This README discusses the IBP library. To replicate our paper's experiments check our Experiment README.
This repository contains the source code, profiling scripts, and workloads evaluated for Invariant Bit Packing (IBP) compression, introduced in the EuroSys 2026 paper titled "Reducing the GPU Memory Bottleneck with Lossless Compression for ML".
IBP identifies and eliminates low-entropy, invariant bits across sets of tensors, improving throughput by employing GPU-optimized decompression mechanisms, leveraging warp parallelism, low-overhead bit operations, and asynchronous GPU-optimized PCIe transfers. We provide easy-to-use APIs, showcasing them by adding IBP support to GNN training, as well as DLRM and LLM inference frameworks.
Full details of our implementation can be found in our paper:
Reducing the GPU Memory Bottleneck with Lossless Compression for ML Aditya K Kamath, Arvind Krishnamurthy, Marco Canini, Simon Peter 21st European Conference on Computer Systems (EuroSys), 2026 DOI: https://doi.org/10.1145/3767295.3803595
Hardware:
- NVIDIA Ampere+ GPU, for async memory instructions
Software:
- CUDA 11+
- Python 3.9+
- PyTorch with CUDA support
In setup.py you may need to add flags for newer GPUs. For example for Hopper you can uncomment in line 21/22:
#cc_flag.append("-gencode")
#cc_flag.append("arch=compute_90,code=sm_90")git clone https://github.com/AKKamath/InvariantBitPacking.git
cd InvariantBitPacking
pip install torch # Make sure torch is already installed.
pip install -v . --no-build-isolation
You can then use ibp in your Python files by including it, as detailed below.
We provide both high-level PyTorch and low-level CUDA API for integration with projects.
After installing IBP, you can import it into your program in the following manner:
import torch
import ibp
Make sure torch is imported before IBP, otherwise you will get errors. The API for IBP is as follows:
# Whether to output IBP debug statements.

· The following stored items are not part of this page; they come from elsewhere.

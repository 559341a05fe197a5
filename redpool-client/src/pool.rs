//! # Connection Pool
//!
//! Purpose: Hand out exclusive-use connections to the backing store under a
//! hard capacity bound, blocking callers briefly instead of failing fast.
//!
//! ## Design Principles
//! 1. **Exclusive Handles**: A connection is owned by exactly one in-flight
//!    operation; nothing above the pool needs locking.
//! 2. **Release on Every Path**: The RAII guard returns the connection on
//!    success, failure and panic alike.
//! 3. **Timed Acquisition**: Waiting callers are woken as connections come
//!    back; past the acquire timeout they get `ResourceExhausted`.
//! 4. **No Broken Reuse**: A connection that saw a transport or framing error
//!    is discarded, never re-pooled.

use std::collections::VecDeque;
use std::io::{BufReader, Write};
use std::net::{SocketAddr, TcpStream, ToSocketAddrs};
use std::sync::{Arc, Condvar, Mutex};
use std::time::{Duration, Instant};

use bytes::BytesMut;
use redpool_proto::{read_reply, Reply};
use tracing::debug;

use crate::command::Command;
use crate::config::ClientConfig;
use crate::error::{GatewayError, GatewayResult};

#[derive(Debug)]
struct PoolState {
    idle: VecDeque<Connection>,
    total: usize,
}

#[derive(Debug)]
struct PoolInner {
    config: ClientConfig,
    addr: SocketAddr,
    state: Mutex<PoolState>,
    available: Condvar,
}

/// Bounded pool of connections to one backing store.
#[derive(Debug, Clone)]
pub(crate) struct ConnectionPool {
    inner: Arc<PoolInner>,
}

/// Snapshot of pool occupancy, exposed for observability and tests.
#[derive(Debug, Clone, Copy, PartialEq, Eq)]
pub struct PoolStats {
    /// Connections currently open (idle + in-use).
    pub total: usize,
    /// Connections sitting idle in the pool.
    pub idle: usize,
}

impl PoolStats {
    /// Connections currently borrowed by in-flight operations.
    pub fn in_use(&self) -> usize {
        self.total - self.idle
    }
}

impl ConnectionPool {
    /// Creates the pool, resolving the configured address eagerly so a bad
    /// address is a caller failure at construction, not a per-call surprise.
    pub(crate) fn new(config: ClientConfig) -> GatewayResult<Self> {
        let addr = config
            .addr
            .to_socket_addrs()
            .map_err(|_| GatewayError::InvalidAddress(config.addr.clone()))?
            .next()
            .ok_or_else(|| GatewayError::InvalidAddress(config.addr.clone()))?;

        let state = PoolState {
            idle: VecDeque::with_capacity(config.max_idle),
            total: 0,
        };
        Ok(ConnectionPool {
            inner: Arc::new(PoolInner {
                config,
                addr,
                state: Mutex::new(state),
                available: Condvar::new(),
            }),
        })
    }

    /// Acquires a connection, blocking up to the configured acquire timeout.
    pub(crate) fn acquire(&self) -> GatewayResult<PooledConnection> {
        let timeout = self.inner.config.acquire_timeout;
        let deadline = Instant::now() + timeout;
        let mut state = self.lock_state();

        loop {
            if let Some(conn) = state.idle.pop_front() {
                return Ok(PooledConnection::new(self.clone(), conn));
            }

            if state.total < self.inner.config.max_total {
                state.total += 1;
                drop(state);
                return match Connection::connect(&self.inner) {
                    Ok(conn) => Ok(PooledConnection::new(self.clone(), conn)),
                    Err(err) => {
                        self.release_slot();
                        Err(err)
                    }
                };
            }

            let now = Instant::now();
            if now >= deadline {
                return Err(GatewayError::ResourceExhausted(timeout));
            }
            let (next, _) = self
                .inner
                .available
                .wait_timeout(state, deadline - now)
                .expect("pool mutex poisoned");
            state = next;
        }
    }

    /// Returns a detached connection to the idle set.
    ///
    /// Used when a subscription ends cleanly and its connection is back in
    /// plain request/response mode.
    pub(crate) fn restore(&self, conn: Connection) {
        self.return_connection(conn);
    }

    /// Gives up the slot of a detached connection that died.
    pub(crate) fn forget_detached(&self) {
        self.release_slot();
    }

    /// The read timeout ordinary operations run under.
    pub(crate) fn read_timeout(&self) -> Option<Duration> {
        self.inner.config.read_timeout
    }

    /// Current occupancy.
    pub(crate) fn stats(&self) -> PoolStats {
        let state = self.lock_state();
        PoolStats {
            total: state.total,
            idle: state.idle.len(),
        }
    }

    /// Drops all idle connections. In-flight guards still return normally and
    /// are dropped on their way back once over the idle cap.
    pub(crate) fn close(&self) {
        let mut state = self.lock_state();
        let drained = state.idle.len();
        state.idle.clear();
        state.total -= drained;
        self.inner.available.notify_all();
    }

    fn return_connection(&self, conn: Connection) {
        let mut state = self.lock_state();
        if state.idle.len() < self.inner.config.max_idle {
            state.idle.push_back(conn);
        } else {
            state.total = state.total.saturating_sub(1);
        }
        drop(state);
        self.inner.available.notify_one();
    }

    fn release_slot(&self) {
        let mut state = self.lock_state();
        state.total = state.total.saturating_sub(1);
        drop(state);
        self.inner.available.notify_one();
    }

    fn lock_state(&self) -> std::sync::MutexGuard<'_, PoolState> {
        self.inner.state.lock().expect("pool mutex poisoned")
    }
}

/// RAII pool handle: exclusive use of one connection for one logical
/// operation, returned to the pool on drop on every exit path.
pub(crate) struct PooledConnection {
    pool: ConnectionPool,
    conn: Option<Connection>,
    valid: bool,
}

impl PooledConnection {
    fn new(pool: ConnectionPool, conn: Connection) -> Self {
        PooledConnection {
            pool,
            conn: Some(conn),
            valid: true,
        }
    }

    /// Runs one command and reads its reply.
    pub(crate) fn run(&mut self, cmd: &Command) -> GatewayResult<Reply> {
        let conn = self.conn.as_mut().expect("connection present");
        let result = conn.run(cmd);
        if result.is_err() {
            self.valid = false;
        }
        result
    }

    /// Writes pre-encoded bytes (a flushed batch) without reading.
    pub(crate) fn send_raw(&mut self, bytes: &[u8]) -> GatewayResult<()> {
        let conn = self.conn.as_mut().expect("connection present");
        let result = conn.send_raw(bytes);
        if result.is_err() {
            self.valid = false;
        }
        result
    }

    /// Reads one reply without writing.
    pub(crate) fn read_reply(&mut self) -> GatewayResult<Reply> {
        let conn = self.conn.as_mut().expect("connection present");
        let result = conn.read_reply();
        if result.is_err() {
            self.valid = false;
        }
        result
    }

    /// Takes the connection out of the guard without returning it to the
    /// pool. The slot stays reserved; the caller must later `restore` the
    /// connection or `forget_detached` the slot. Subscriptions use this: a
    /// connection in push mode must not re-enter the pool while subscribed.
    pub(crate) fn detach(mut self) -> Connection {
        self.conn.take().expect("connection present")
    }
}

impl Drop for PooledConnection {
    fn drop(&mut self) {
        let conn = match self.conn.take() {
            Some(conn) => conn,
            None => return, // detached
        };
        if self.valid {
            self.pool.return_connection(conn);
        } else {
            debug!("discarding connection after transport failure");
            drop(conn);
            self.pool.release_slot();
        }
    }
}

/// One TCP connection with reusable encode and parse buffers.
#[derive(Debug)]
pub(crate) struct Connection {
    reader: BufReader<TcpStream>,
    scratch: Vec<u8>,
    write_buf: BytesMut,
}

impl Connection {
    fn connect(inner: &PoolInner) -> GatewayResult<Self> {
        let config = &inner.config;
        let stream = match config.connect_timeout {
            Some(timeout) => TcpStream::connect_timeout(&inner.addr, timeout)?,
            None => TcpStream::connect(inner.addr)?,
        };
        stream.set_read_timeout(config.read_timeout)?;
        stream.set_write_timeout(config.write_timeout)?;
        // Small request/reply payloads; Nagle only adds latency here.
        stream.set_nodelay(true)?;
        debug!(addr = %inner.addr, "opened connection");

        Ok(Connection {
            reader: BufReader::new(stream),
            scratch: Vec::with_capacity(128),
            write_buf: BytesMut::with_capacity(256),
        })
    }

    pub(crate) fn run(&mut self, cmd: &Command) -> GatewayResult<Reply> {
        self.write_buf.clear();
        cmd.write(&mut self.write_buf);

        let stream = self.reader.get_mut();
        stream.write_all(&self.write_buf)?;
        stream.flush()?;

        self.read_reply()
    }

    /// Writes a command without waiting for a reply. Subscription setup uses
    /// this: confirmations arrive as push frames in the listen loop.
    pub(crate) fn send_command(&mut self, cmd: &Command) -> GatewayResult<()> {
        self.write_buf.clear();
        cmd.write(&mut self.write_buf);
        let bytes = self.write_buf.split().freeze();
        self.send_raw(&bytes)
    }

    pub(crate) fn send_raw(&mut self, bytes: &[u8]) -> GatewayResult<()> {
        let stream = self.reader.get_mut();
        stream.write_all(bytes)?;
        stream.flush()?;
        Ok(())
    }

    pub(crate) fn read_reply(&mut self) -> GatewayResult<Reply> {
        Ok(read_reply(&mut self.reader, &mut self.scratch)?)
    }

    pub(crate) fn set_read_timeout(&self, timeout: Option<Duration>) -> GatewayResult<()> {
        self.reader.get_ref().set_read_timeout(timeout)?;
        Ok(())
    }

    /// Clones the underlying stream so another thread can write control
    /// commands (unsubscribe) while this side blocks reading.
    pub(crate) fn control_stream(&self) -> GatewayResult<TcpStream> {
        Ok(self.reader.get_ref().try_clone()?)
    }
}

ibp.print_debug(flag: bool)
# Preprocess the provided dataset. The dataset is expected to be a 2D Tensor [num_vecs x vec_size]
# You can reshape/view your tensor if it is higher dimensional. Threshhold is the invariant percentage to fix.

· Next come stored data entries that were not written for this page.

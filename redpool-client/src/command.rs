//! # Command Descriptors
//!
//! Purpose: Describe one backing-store operation as data (name plus ordered
//! binary-safe arguments) so a single generic executor can run all of them.
//!
//! ## Design Principles
//! 1. **Data over Control Flow**: Each facade operation is one `Command`
//!    value, not a bespoke code path.
//! 2. **Binary Safety**: Arguments are raw byte vectors end to end.
//! 3. **Immutable Once Built**: A command has no identity beyond its
//!    arguments and never changes after construction.

use bytes::BytesMut;
use redpool_proto::{write_array_header, write_bulk};

/// One request to the backing store: command name plus typed arguments.
#[derive(Debug, Clone)]
pub struct Command {
    args: Vec<Vec<u8>>,
}

impl Command {
    /// Starts a command with the given name, e.g. `Command::new("GET")`.
    pub fn new(name: &str) -> Self {
        Command {
            args: vec![name.as_bytes().to_vec()],
        }
    }

    /// Appends one argument.
    pub fn arg(mut self, arg: impl ToArg) -> Self {
        self.args.push(arg.to_arg());
        self
    }

    /// Appends every argument from an iterator.
    pub fn args<I, A>(mut self, args: I) -> Self
    where
        I: IntoIterator<Item = A>,
        A: ToArg,
    {
        for arg in args {
            self.args.push(arg.to_arg());
        }
        self
    }

    /// The command name (first argument).
    pub fn name(&self) -> &[u8] {
        &self.args[0]
    }

    /// Encodes the command as one RESP2 array into `out`.
    pub(crate) fn write(&self, out: &mut BytesMut) {
        write_array_header(self.args.len(), out);
        for arg in &self.args {
            write_bulk(arg, out);
        }
    }
}

/// Conversion of typed caller arguments into binary-safe wire arguments.
///
/// Numbers are rendered as ASCII decimal, which is how the store expects
/// counts, scores and timeouts; byte slices pass through untouched.
pub trait ToArg {
    fn to_arg(&self) -> Vec<u8>;
}

impl ToArg for &[u8] {
    fn to_arg(&self) -> Vec<u8> {
        self.to_vec()
    }
}

impl<const N: usize> ToArg for &[u8; N] {
    fn to_arg(&self) -> Vec<u8> {
        self.to_vec()
    }
}

impl ToArg for Vec<u8> {
    fn to_arg(&self) -> Vec<u8> {
        self.clone()
    }
}

impl ToArg for &str {
    fn to_arg(&self) -> Vec<u8> {
        self.as_bytes().to_vec()
    }
}

impl ToArg for String {
    fn to_arg(&self) -> Vec<u8> {
        self.as_bytes().to_vec()
    }
}

impl ToArg for i64 {
    fn to_arg(&self) -> Vec<u8> {
        self.to_string().into_bytes()
    }
}

impl ToArg for u64 {
    fn to_arg(&self) -> Vec<u8> {
        self.to_string().into_bytes()
    }
}

impl ToArg for usize {
    fn to_arg(&self) -> Vec<u8> {
        self.to_string().into_bytes()
    }
}

impl ToArg for f64 {
    fn to_arg(&self) -> Vec<u8> {
        // Matches the store's score syntax, including "inf" and "-inf".
        if self.is_infinite() {
            return if *self > 0.0 { b"+inf".to_vec() } else { b"-inf".to_vec() };
        }
        self.to_string().into_bytes()
    }
}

# If None, we sweep over 0.7 to 0.95 to find a good threshold.
# Returns: mask and bitval GPU tensors
ibp.preprocess(dataset: torch.Tensor, threshold: float | None = None)

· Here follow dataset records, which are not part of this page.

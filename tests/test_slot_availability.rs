use chrono::{NaiveDate, NaiveTime};

use hearing_slot_scheduler::domain::booking::Booking;
use hearing_slot_scheduler::domain::schedule::occupancy::Occupancy;
use hearing_slot_scheduler::domain::utils::id::FacilityId;
use hearing_slot_scheduler::error::Error;
use hearing_slot_scheduler::{available_slots, generate_grid, slot_statuses};

fn t(h: u32, m: u32) -> NaiveTime {
    NaiveTime::from_hms_opt(h, m, 0).unwrap()
}

#[test]
fn test_end_to_end_two_rooms_one_full_slot() {
    let facility_id = FacilityId::new("up-01");
    let date = NaiveDate::from_ymd_opt(2024, 3, 10).unwrap();
    let room_count = 2;

    let bookings = vec![
        Booking::new(facility_id.clone(), date, t(9, 0)),
        Booking::new(facility_id.clone(), date, t(9, 0)),
        Booking::new(facility_id.clone(), date, t(9, 15)),
    ];

    let grid = generate_grid(t(9, 0), t(10, 0), 15).unwrap();
    assert_eq!(grid.iter().collect::<Vec<_>>(), vec![t(9, 0), t(9, 15), t(9, 30), t(9, 45)]);

    let occupancy = Occupancy::tally(&bookings, &facility_id, date);
    let available = available_slots(grid, &occupancy, room_count).unwrap();

    assert_eq!(available, vec![t(9, 15), t(9, 30), t(9, 45)]);
}

#[test]
fn test_grid_boundaries_for_observed_intervals() {
    let quarter_hours = generate_grid(t(9, 0), t(18, 0), 15).unwrap();
    assert_eq!(quarter_hours.len(), 36);
    assert_eq!(quarter_hours.first(), Some(t(9, 0)));
    assert_eq!(quarter_hours.last(), Some(t(17, 45)));

    let half_hours = generate_grid(t(9, 0), t(18, 0), 30).unwrap();
    assert_eq!(half_hours.len(), 18);
    assert_eq!(half_hours.last(), Some(t(17, 30)));
}

#[test]
fn test_partial_interval_is_dropped() {
    let grid = generate_grid(t(9, 0), t(9, 50), 15).unwrap();

    assert_eq!(grid.iter().collect::<Vec<_>>(), vec![t(9, 0), t(9, 15), t(9, 30)]);
}

#[test]
fn test_available_slots_accepts_plain_occupancy_map() {
    let grid = generate_grid(t(9, 0), t(9, 45), 15).unwrap();

    let mut counts = std::collections::HashMap::new();
    counts.insert(t(9, 30), 1);
    let occupancy = Occupancy::from(counts);

    let available = available_slots(grid, &occupancy, 1).unwrap();

    assert_eq!(available, vec![t(9, 0), t(9, 15)]);
}

#[test]
fn test_slot_statuses_report_free_rooms() {
    let grid = generate_grid(t(9, 0), t(9, 30), 15).unwrap();
    let occupancy: Occupancy = vec![t(9, 0)].into_iter().collect();

    let statuses = slot_statuses(grid, &occupancy, 3).unwrap();

    assert_eq!(statuses[0].free_capacity(), 2);
    assert_eq!(statuses[1].free_capacity(), 3);
}

#[test]
fn test_invalid_inputs_fail_immediately() {
    assert!(matches!(generate_grid(t(9, 0), t(18, 0), 0), Err(Error::InvalidWindow(_))));
    assert!(matches!(generate_grid(t(18, 0), t(9, 0), 15), Err(Error::InvalidWindow(_))));

    let grid = generate_grid(t(9, 0), t(18, 0), 15).unwrap();
    assert!(matches!(available_slots(grid, &Occupancy::new(), 0), Err(Error::InvalidCapacity(0))));
}
pub mod availability;
pub mod occupancy;
pub mod operating_window;
pub mod slot;
pub mod slot_grid;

# Preprocess the provided dataset using K-means. Specify the number of centroids to use.
# Returns: mask and bitval 2D GPU tensors.
ibp.preprocess_kmeans(dataset: torch.Tensor, centroids: int, threshold: float | None = None)
# Computes the compressed size of a dataset.
# Non-blocking call. Synchronize CUDA before accessing output tensor.
# This function calculates the size of each element of the compressed dataset.
# index_array: Optional tensor specifying the indices of the vectors to be considered.
# Returns: A GPU tensor representing the compressed size of each element of the dataset.
ibp.get_compress_size(dataset: torch.Tensor, mask: torch.Tensor, bitval: torch.Tensor, index_arr: torch.Tensor | None = None)
# Computes the average compressed size for each tensor in the dataset.
# Non-blocking call. Synchronize CUDA before accessing output tensor.
# index_array Optional tensor specifying the indices of the vectors to be considered.
# Returns: A GPU tensor representing the compressed size of each element of the dataset.
ibp.get_single_compress_len(dataset: torch.Tensor, mask: torch.Tensor, bitval: torch.Tensor, index_arr: torch.Tensor | None = None)
# Compresses dataset in-place. Used for CPU-side compression.
# Optionally, an index array can be provided to specify which vectors to consider.
# Returns: A GPU tensor bitmask marking compressed tensors
ibp.compress_inplace(dataset: torch.Tensor, mask: torch.Tensor, bitval: torch.Tensor, index_arr: torch.Tensor | None = None)
# Fetches and decompresses compressed data into GPU memory.
# Optionally:
# comp_len provides an estimated compressed size per tensor, which can help improve performance if provided.
# index_arr which is an array of indices can be provided to specify which vectors to consider.
# output_tensor can be provided to store the decompressed tensors into.
# Returns: A GPU tensor with the indexed tensors decompressed.
ibp.decompress_fetch(comp_dataset: torch.Tensor, mask: torch.Tensor, bitval: torch.Tensor, bitmask: torch.Tensor, \
device: torch.Device, comp_len: int | None = None, \
index_arr: torch.Tensor | None = None, output_tensor: torch.Tensor | None = None)Here we show exactly how IBP could be integrated, taking an example of FlexGen. You can see the real changes in pytorch_backend.py and flex_gemma.py (CTRL + F ibp to see them). The real changes are a bit more complicated than shown here as they have some fine-tuning to maximize the performance gains from compression.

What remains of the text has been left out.